Happy New Year, everyone. There's a more extensive post coming later tonight, but for now, a quick thought:
In high school, I was a huge, obsessive fan of Stephen Sondheim. I bought every CD I could get my hands on. I obsessed over every song. I thought every single thing he ever touched was pure gold. I probably drove everyone I knew crazy with my obsession.
And I still love his music, but eventually, well, I had it pretty well memorized. Listening to a cast album hundreds of times pretty much ingrains it in your head. And as a result, I haven't listened to some of his shows in years. I still love his work, and will defend it to anyone, but I don't relate in nearly so obsessive a way. I'm even capable of recognizing that some of his songs aren't the greatest things ever written. It's probably a healthy development.
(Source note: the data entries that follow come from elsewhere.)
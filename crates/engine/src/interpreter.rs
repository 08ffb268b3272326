// SPDX-License-Identifier: BUSL-1.1
// Copyright (c) 2026 Alfred Jean LLC

//! The mission interpreter: run entry, the instrument-lock bracket,
//! `executeSequence`/`handleStep`, and the variable table populated by
//! successful `get`/`get_state` steps.
//!
//! A `Step::Block` invocation recurses into `execute_sequence` *inside* the
//! same retry loop `handle_step` applies to any other step. That single
//! piece of recursion is what makes policy exhaustion propagate correctly: a
//! retry exhaustion inside a sub-block becomes that sub-block-invoking
//! step's own exception, re-considered by the invoking step's resolved
//! policy, for free, without a second error-handling path.

use crate::error::EngineError;
use crate::lock::InstrumentLockGuard;
use mx_core::{Clock, ErrorPolicy, EventKind, JobOutcome, PolicyAction, RunId, ScriptId};
use mx_executor::{dispatch, InstrumentExecutor, InstrumentResponse};
use mx_mission::{Mission, Step, ENTRY_BLOCK};
use mx_store::Store;
use parking_lot::Mutex as PLMutex;
use serde_json::Value;
use std::collections::HashMap;
use std::sync::Arc;
use std::time::Duration;

/// Default wall-clock timeout for the mission-level instrument lock
/// acquisition.
const LOCK_TIMEOUT: Duration = Duration::from_secs(30);

/// Shared slot a run publishes its current block/step into, so the
/// registry can answer "what is this mission doing right now" without
/// reading the run's event log.
pub type Progress = Arc<PLMutex<Option<String>>>;

/// Run one mission body to completion: creates the Run,
/// brackets it with the instrument lock, executes the `mission` block, and
/// always emits `completion`. `progress`, if given, is kept up to date with
/// a human-readable `block[index]:verb` label for the step in flight.
pub async fn run_mission<C: Clock>(
    store: &Store<C>,
    executor: Arc<dyn InstrumentExecutor>,
    mission_name: &str,
    tree: &Mission,
    script_id: ScriptId,
    progress: Option<Progress>,
) -> Result<JobOutcome, EngineError> {
    let run_id = store.create_run(mission_name, script_id)?;
    store.append_event(run_id, EventKind::Start, Value::Null)?;

    let mission_policy = tree.onerror.unwrap_or(ErrorPolicy::DEFAULT);

    let guard = match acquire_lock_with_retry(executor.clone(), mission_name, &tree.drivers, mission_policy).await {
        Ok(guard) => guard,
        Err(err) => {
            store.append_event(run_id, EventKind::Exception, Value::String(err.to_string()))?;
            store.append_event(run_id, EventKind::Completion, Value::Null)?;
            return Ok(JobOutcome::Error);
        }
    };
    store.append_event(run_id, EventKind::Lock, Value::String(tree.drivers.join(",")))?;

    let mut interpreter = Interpreter { store, executor, mission_name, tree, run_id, vars: HashMap::new(), progress: progress.clone() };
    let body_result = interpreter.execute_sequence(ENTRY_BLOCK, mission_policy).await;
    if let Some(progress) = &progress {
        *progress.lock() = None;
    }

    // Best-effort: a failed courtesy release still leaves the `Drop` guard
    // to retry, but the run log needs its `unlock` entry regardless.
    let _ = guard.release().await;
    store.append_event(run_id, EventKind::Unlock, Value::String(tree.drivers.join(",")))?;

    let outcome = match body_result {
        Ok(()) => JobOutcome::Executed,
        Err(err) => {
            store.append_event(run_id, EventKind::Exception, Value::String(err.to_string()))?;
            JobOutcome::Error
        }
    };
    store.append_event(run_id, EventKind::Completion, Value::Null)?;
    Ok(outcome)
}

async fn acquire_lock_with_retry(
    executor: Arc<dyn InstrumentExecutor>,
    mission: &str,
    instruments: &[String],
    policy: ErrorPolicy,
) -> Result<InstrumentLockGuard, EngineError> {
    let attempts = policy.count.max(1);
    let mut attempt = 0u32;
    loop {
        attempt += 1;
        match InstrumentLockGuard::acquire(executor.clone(), mission, instruments, LOCK_TIMEOUT).await {
            Ok(guard) => return Ok(guard),
            Err(err) => {
                if attempt < attempts && policy.action == PolicyAction::Retry {
                    if policy.backoff > 0 {
                        tokio::time::sleep(Duration::from_secs(policy.backoff)).await;
                    }
                    continue;
                }
                return Err(EngineError::Aborted(err.to_string()));
            }
        }
    }
}

struct Interpreter<'a, C: Clock> {
    store: &'a Store<C>,
    executor: Arc<dyn InstrumentExecutor>,
    mission_name: &'a str,
    tree: &'a Mission,
    run_id: RunId,
    vars: HashMap<String, Value>,
    progress: Option<Progress>,
}

impl<'a, C: Clock> Interpreter<'a, C> {
    /// `executeSequence(label)`: resolve the block, emit a `step`
    /// event per entry in order, and run each through `handle_step`.
    async fn execute_sequence(&mut self, label: &str, mission_policy: ErrorPolicy) -> Result<(), EngineError> {
        let tree = self.tree;
        let block = tree.block(label).ok_or_else(|| EngineError::UnknownBlock(label.to_string()))?;
        let block_policy = block.onerror;
        for (index, step) in block.sequence.iter().enumerate() {
            if let Some(progress) = &self.progress {
                *progress.lock() = Some(format!("{label}[{index}]:{}", step.verb()));
            }
            let payload = serde_json::to_value(step)?;
            self.store.append_event(self.run_id, EventKind::Step, payload)?;
            let policy = ErrorPolicy::resolve(step.common().onerror, block_policy, Some(mission_policy));
            self.handle_step(step, policy, mission_policy).await?;
        }
        Ok(())
    }

    /// `handleStep(step, policy)`: bounded retry with the
    /// step/block/mission-resolved policy, emitting a `result` event for
    /// any non-null outcome.
    async fn handle_step(&mut self, step: &Step, policy: ErrorPolicy, mission_policy: ErrorPolicy) -> Result<(), EngineError> {
        let attempts = policy.count.max(1);
        let mut attempt = 0u32;
        let err = loop {
            attempt += 1;
            match self.try_step_once(step, mission_policy).await {
                Ok(maybe_result) => {
                    if let Some(result) = maybe_result {
                        let payload = serde_json::to_value(&result)?;
                        self.store.append_event(self.run_id, EventKind::Result, payload)?;
                    }
                    return Ok(());
                }
                Err(err) => {
                    if attempt < attempts && policy.action == PolicyAction::Retry {
                        if policy.backoff > 0 {
                            tokio::time::sleep(Duration::from_secs(policy.backoff)).await;
                        }
                        continue;
                    }
                    break err;
                }
            }
        };
        match policy.action {
            // Abort and retry-exhaustion propagate without recording their
            // own `exception` event here: the failure is either re-judged
            // by an enclosing `Step::Block`'s own policy, or, once it
            // reaches the run, recorded exactly once by `run_mission` right
            // before `completion`.
            PolicyAction::Abort => Err(EngineError::Aborted(err.to_string())),
            PolicyAction::Retry => Err(EngineError::PolicyExhausted(err.to_string())),
            // continue/ignore/break swallow the failure here and execution
            // moves on, so this is the only place the failure is ever
            // recorded — log it as this step's `exception` event.
            PolicyAction::Continue | PolicyAction::Ignore | PolicyAction::Break => {
                tracing::warn!(step = step.verb(), error = %err, "step failed, continuing per policy");
                self.store.append_event(self.run_id, EventKind::Exception, Value::String(err.to_string()))?;
                Ok(())
            }
        }
    }

    async fn try_step_once(&mut self, step: &Step, mission_policy: ErrorPolicy) -> Result<Option<InstrumentResponse>, EngineError> {
        match step {
            Step::Block { label, common } => {
                let proceed = common.condition.as_ref().map_or(true, |c| c.eval(&self.vars));
                if proceed {
                    let loops = common.loop_count.unwrap_or(1).max(1);
                    for _ in 0..loops {
                        self.execute_sequence(label, mission_policy).await?;
                    }
                }
                Ok(None)
            }
            Step::Sleep { seconds, .. } => {
                tokio::time::sleep(Duration::from_secs_f64(seconds.max(0.0))).await;
                Ok(None)
            }
            _ => {
                let response = dispatch(self.executor.as_ref(), self.mission_name, step).await?;
                if let Some(response) = &response {
                    match step {
                        Step::GetState { .. } => {
                            self.vars.insert("driver_state".to_string(), response.value.clone().unwrap_or(Value::Null));
                        }
                        Step::Get { parameter, .. } => {
                            self.vars.insert(parameter.clone(), response.value.clone().unwrap_or(Value::Null));
                        }
                        _ => {}
                    }
                }
                Ok(response)
            }
        }
    }
}

#[cfg(test)]
#[path = "interpreter_tests.rs"]
mod tests;
// SPDX-License-Identifier: BUSL-1.1
// Copyright (c) 2026 Alfred Jean LLC

//! The explicit server value every request handler is given via axum's
//! `State` extractor, replacing the process-wide globals the source
//! kept (§9): the registry, the durable store, and nothing else — the
//! scheduler and event router live inside the registry already.

use mx_core::{Clock, SystemClock};
use mx_engine::Registry;
use mx_store::Store;
use std::sync::Arc;

pub struct AppState<C: Clock = SystemClock> {
    pub registry: Arc<Registry<C>>,
    pub store: Arc<Store<C>>,
}

impl<C: Clock> AppState<C> {
    pub fn new(registry: Arc<Registry<C>>, store: Arc<Store<C>>) -> Self {
        Self { registry, store }
    }
}
// SPDX-License-Identifier: BUSL-1.1
// Copyright (c) 2026 Alfred Jean LLC

//! A labeled sequence of steps. Blocks may invoke other blocks by label
//! (see [`crate::step::Step::Block`]) and carry their own `onerror`,
//! which overrides the mission-level policy but is itself overridden by
//! any policy the invoking step names.

use crate::step::Step;
use mx_core::ErrorPolicy;
use schemars::JsonSchema;
use serde::{Deserialize, Serialize};

#[derive(Debug, Clone, PartialEq, Serialize, Deserialize, JsonSchema)]
pub struct Block {
    pub label: String,
    pub sequence: Vec<Step>,
    #[serde(default, skip_serializing_if = "Option::is_none")]
    pub onerror: Option<ErrorPolicy>,
}

/// The label of the block every mission run starts from.
pub const ENTRY_BLOCK: &str = "mission";

#[cfg(test)]
#[path = "block_tests.rs"]
mod tests;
But as a result, that means that I haven't listened to some of his shows all the way through for literally years. They're still in my head somewhere, but I haven't actually experienced the music in a long time. Which is understandable, but still a shame.
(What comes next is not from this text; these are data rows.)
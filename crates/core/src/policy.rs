// SPDX-License-Identifier: BUSL-1.1
// Copyright (c) 2026 Alfred Jean LLC

//! Error-policy decoding: `{type, count?, backoff?}` → `{action, count, backoff}`.
//!
//! Defaults per action, keyed by `type`:
//!
//! | `type` | action | count | backoff |
//! |---|---|---|---|
//! | absent | abort | 1 | 0 |
//! | abort, break, continue, ignore | (same) | 1 | 0 |
//! | retry | retry | provided or 3 | provided or 10 |

use schemars::JsonSchema;
use serde::{Deserialize, Serialize};
use std::convert::Infallible;

/// What to do when a step/block/mission body fails.
#[derive(Debug, Clone, Copy, PartialEq, Eq, Serialize, Deserialize, JsonSchema)]
#[serde(rename_all = "lowercase")]
pub enum PolicyAction {
    Abort,
    Break,
    Continue,
    Ignore,
    Retry,
}

impl std::fmt::Display for PolicyAction {
    fn fmt(&self, f: &mut std::fmt::Formatter<'_>) -> std::fmt::Result {
        f.write_str(match self {
            PolicyAction::Abort => "abort",
            PolicyAction::Break => "break",
            PolicyAction::Continue => "continue",
            PolicyAction::Ignore => "ignore",
            PolicyAction::Retry => "retry",
        })
    }
}

/// A fully-resolved error policy: one action plus retry parameters.
///
/// `count`/`backoff` are meaningless outside `Retry` but always carry the
/// table defaults above so callers never need to special-case them.
#[derive(Debug, Clone, Copy, PartialEq, Eq, Serialize, Deserialize)]
#[serde(try_from = "RawPolicy", into = "RawPolicy")]
pub struct ErrorPolicy {
    pub action: PolicyAction,
    pub count: u32,
    pub backoff: u64,
}

// schemars doesn't follow serde's try_from/into container attributes, so the
// schema is delegated to the wire-shape type directly instead of derived.
impl JsonSchema for ErrorPolicy {
    fn schema_name() -> String {
        "ErrorPolicy".to_string()
    }

    fn json_schema(gen: &mut schemars::gen::SchemaGenerator) -> schemars::schema::Schema {
        RawPolicy::json_schema(gen)
    }
}

impl ErrorPolicy {
    /// The default policy when a mission/block/step names none: abort immediately.
    pub const DEFAULT: ErrorPolicy = ErrorPolicy { action: PolicyAction::Abort, count: 1, backoff: 0 };

    pub fn new(action: PolicyAction, count: Option<u32>, backoff: Option<u64>) -> Self {
        match action {
            PolicyAction::Retry => {
                ErrorPolicy { action, count: count.unwrap_or(3), backoff: backoff.unwrap_or(10) }
            }
            _ => ErrorPolicy { action, count: 1, backoff: 0 },
        }
    }

    /// Resolve the effective policy for a step: step > block > mission > default.
    pub fn resolve(
        step: Option<ErrorPolicy>,
        block: Option<ErrorPolicy>,
        mission: Option<ErrorPolicy>,
    ) -> ErrorPolicy {
        step.or(block).or(mission).unwrap_or(ErrorPolicy::DEFAULT)
    }
}

impl Default for ErrorPolicy {
    fn default() -> Self {
        Self::DEFAULT
    }
}

#[derive(Debug, Clone, Serialize, Deserialize, JsonSchema)]
struct RawPolicy {
    #[serde(rename = "type")]
    kind: PolicyAction,
    #[serde(skip_serializing_if = "Option::is_none")]
    count: Option<u32>,
    #[serde(skip_serializing_if = "Option::is_none")]
    backoff: Option<u64>,
}

impl TryFrom<RawPolicy> for ErrorPolicy {
    type Error = Infallible;

    fn try_from(raw: RawPolicy) -> Result<Self, Self::Error> {
        Ok(ErrorPolicy::new(raw.kind, raw.count, raw.backoff))
    }
}

impl From<ErrorPolicy> for RawPolicy {
    fn from(policy: ErrorPolicy) -> Self {
        match policy.action {
            PolicyAction::Retry => {
                RawPolicy { kind: policy.action, count: Some(policy.count), backoff: Some(policy.backoff) }
            }
            _ => RawPolicy { kind: policy.action, count: None, backoff: None },
        }
    }
}

#[cfg(test)]
#[path = "policy_tests.rs"]
mod tests;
But over my commutes last night and this morning, I listened to Anyone Can Whistle. And I had forgotten how stunning it is.
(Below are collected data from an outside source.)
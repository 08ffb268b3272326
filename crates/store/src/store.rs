// SPDX-License-Identifier: BUSL-1.1
// Copyright (c) 2026 Alfred Jean LLC

//! The backing store's public surface: transactional operations
//! over missions, scripts, runs, and their event logs. Every write goes
//! through [`Store::emit`], which appends to the WAL before applying to
//! the in-memory view, so a crash never loses an already-acknowledged
//! write.

use crate::error::StoreError;
use crate::state::{EventLogEntry, MaterializedState, MissionRecord, ScriptRecord};
use crate::wal::Wal;
use mx_core::{Clock, Event, EventKind, RunId, ScriptId, SystemClock};
use parking_lot::{Mutex, RwLock};
use serde_json::Value;
use std::path::Path;

pub struct Store<C: Clock = SystemClock> {
    wal: Mutex<Wal>,
    state: RwLock<MaterializedState>,
    clock: C,
}

impl Store<SystemClock> {
    pub fn open(path: impl AsRef<Path>) -> Result<Self, StoreError> {
        Self::open_with_clock(path, SystemClock)
    }
}

impl<C: Clock> Store<C> {
    pub fn open_with_clock(path: impl AsRef<Path>, clock: C) -> Result<Self, StoreError> {
        let wal = Wal::open(path)?;
        let mut state = MaterializedState::default();
        for event in wal.replay()? {
            state.apply(&event);
        }
        Ok(Self { wal: Mutex::new(wal), state: RwLock::new(state), clock })
    }

    fn emit(&self, event: Event) -> Result<(), StoreError> {
        tracing::info!(event = %event.log_summary(), "store write");
        self.wal.lock().append(&event)?;
        self.state.write().apply(&event);
        Ok(())
    }

    /// Create the mission row if this is the first time `name` has been
    /// seen; a no-op (not an error) if it already exists.
    pub fn create_or_get_mission(&self, name: &str) -> Result<MissionRecord, StoreError> {
        if let Some(existing) = self.state.read().missions.get(name) {
            return Ok(existing.clone());
        }
        self.emit(Event::MissionCreated { name: name.to_string(), created_ms: self.clock.epoch_ms() })?;
        self.mission(name)
    }

    pub fn mission(&self, name: &str) -> Result<MissionRecord, StoreError> {
        self.state.read().missions.get(name).cloned().ok_or_else(|| StoreError::MissionNotFound(name.to_string()))
    }

    /// List missions visible in normal listings.
    pub fn list_missions(&self, active: Option<bool>) -> Vec<MissionRecord> {
        self.state
            .read()
            .missions
            .values()
            .filter(|m| !m.archived)
            .filter(|m| active.map_or(true, |want| m.active == want))
            .cloned()
            .collect()
    }

    pub fn list_archived(&self) -> Vec<MissionRecord> {
        self.state.read().missions.values().filter(|m| m.archived).cloned().collect()
    }

    /// Insert a (name, version) script, or verify the existing body
    /// matches if it was already uploaded.
    pub fn add_script(&self, mission: &str, version: &str, body: &str) -> Result<ScriptId, StoreError> {
        self.create_or_get_mission(mission)?;
        let key = (mission.to_string(), version.to_string());
        if let Some(existing_id) = self.state.read().script_index.get(&key).copied() {
            let existing = self.state.read().scripts[&existing_id].clone();
            return if existing.body == body {
                Ok(existing_id)
            } else {
                Err(StoreError::DuplicateScript { mission: mission.to_string(), version: version.to_string() })
            };
        }
        let id = ScriptId::new();
        self.emit(Event::ScriptAdded {
            id,
            mission: mission.to_string(),
            version: version.to_string(),
            body: body.to_string(),
            created_ms: self.clock.epoch_ms(),
        })?;
        Ok(id)
    }

    pub fn set_current_script(&self, mission: &str, script_id: ScriptId) -> Result<(), StoreError> {
        if !self.state.read().scripts.contains_key(&script_id) {
            return Err(StoreError::ScriptNotFound(script_id));
        }
        self.emit(Event::CurrentScriptSet { mission: mission.to_string(), script_id })
    }

    pub fn set_current_script_by_version(&self, mission: &str, version: &str) -> Result<(), StoreError> {
        let key = (mission.to_string(), version.to_string());
        let id = self
            .state
            .read()
            .script_index
            .get(&key)
            .copied()
            .ok_or_else(|| StoreError::UnknownVersion { mission: mission.to_string(), version: version.to_string() })?;
        self.set_current_script(mission, id)
    }

    pub fn script_body(&self, script_id: ScriptId) -> Result<String, StoreError> {
        self.state.read().scripts.get(&script_id).map(|s| s.body.clone()).ok_or(StoreError::ScriptNotFound(script_id))
    }

    pub fn script_by_version(&self, mission: &str, version: &str) -> Result<ScriptRecord, StoreError> {
        let key = (mission.to_string(), version.to_string());
        let id = self
            .state
            .read()
            .script_index
            .get(&key)
            .copied()
            .ok_or_else(|| StoreError::UnknownVersion { mission: mission.to_string(), version: version.to_string() })?;
        self.state.read().scripts.get(&id).cloned().ok_or(StoreError::ScriptNotFound(id))
    }

    /// Script versions of a mission, oldest first.
    pub fn list_versions(&self, mission: &str) -> Vec<ScriptRecord> {
        let state = self.state.read();
        let mut versions: Vec<_> =
            state.scripts.values().filter(|s| s.mission == mission).cloned().collect();
        versions.sort_by_key(|s| s.created_ms);
        versions
    }

    pub fn activate(&self, mission: &str) -> Result<(), StoreError> {
        self.mission(mission)?;
        self.emit(Event::MissionActivated { mission: mission.to_string() })
    }

    pub fn deactivate(&self, mission: &str) -> Result<(), StoreError> {
        self.mission(mission)?;
        self.emit(Event::MissionDeactivated { mission: mission.to_string() })
    }

    /// Soft-delete: clear the current script pointer and mark the
    /// mission archived. Retained for history, hidden from normal listings.
    pub fn delete_mission(&self, mission: &str) -> Result<(), StoreError> {
        self.mission(mission)?;
        self.emit(Event::CurrentScriptCleared { mission: mission.to_string() })?;
        self.emit(Event::MissionArchived { mission: mission.to_string() })
    }

    pub fn create_run(&self, mission: &str, script_id: ScriptId) -> Result<RunId, StoreError> {
        let id = RunId::new();
        self.emit(Event::RunCreated {
            id,
            mission: mission.to_string(),
            script_id,
            started_ms: self.clock.epoch_ms(),
        })?;
        Ok(id)
    }

    pub fn append_event(&self, run_id: RunId, kind: EventKind, payload: Value) -> Result<(), StoreError> {
        if !self.state.read().runs.contains_key(&run_id) {
            return Err(StoreError::RunNotFound(run_id));
        }
        self.emit(Event::RunLogged { run_id, kind, payload, timestamp_ms: self.clock.epoch_ms() })
    }

    /// Run ids of a mission, oldest first.
    pub fn list_runs(&self, mission: &str) -> Vec<RunId> {
        self.state.read().runs_by_mission.get(mission).cloned().unwrap_or_default()
    }

    pub fn first_events(&self, run_id: RunId, n: usize) -> Result<Vec<EventLogEntry>, StoreError> {
        let state = self.state.read();
        let run = state.runs.get(&run_id).ok_or(StoreError::RunNotFound(run_id))?;
        Ok(run.events.iter().take(n).cloned().collect())
    }

    pub fn most_recent_run(&self, mission: &str) -> Option<RunId> {
        self.state.read().runs_by_mission.get(mission).and_then(|runs| runs.last().copied())
    }
}

#[cfg(test)]
#[path = "store_tests.rs"]
mod tests;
It's probably the most egregious example of a common occurence in Sondheim's career: books that undercut the score's brilliance at every turn. Arthur Laurents' book is, no question, a disaster zone: a terribly scattered satire that doesn't hit nearly enough targets, which clashes with the human love story being told within. And I'm not just saying this based on its reputation: I was lucky enough to see it when Pegasus Players produced it in 2004. While the production was variable in quality, it was still clear that no revival could make this show really work.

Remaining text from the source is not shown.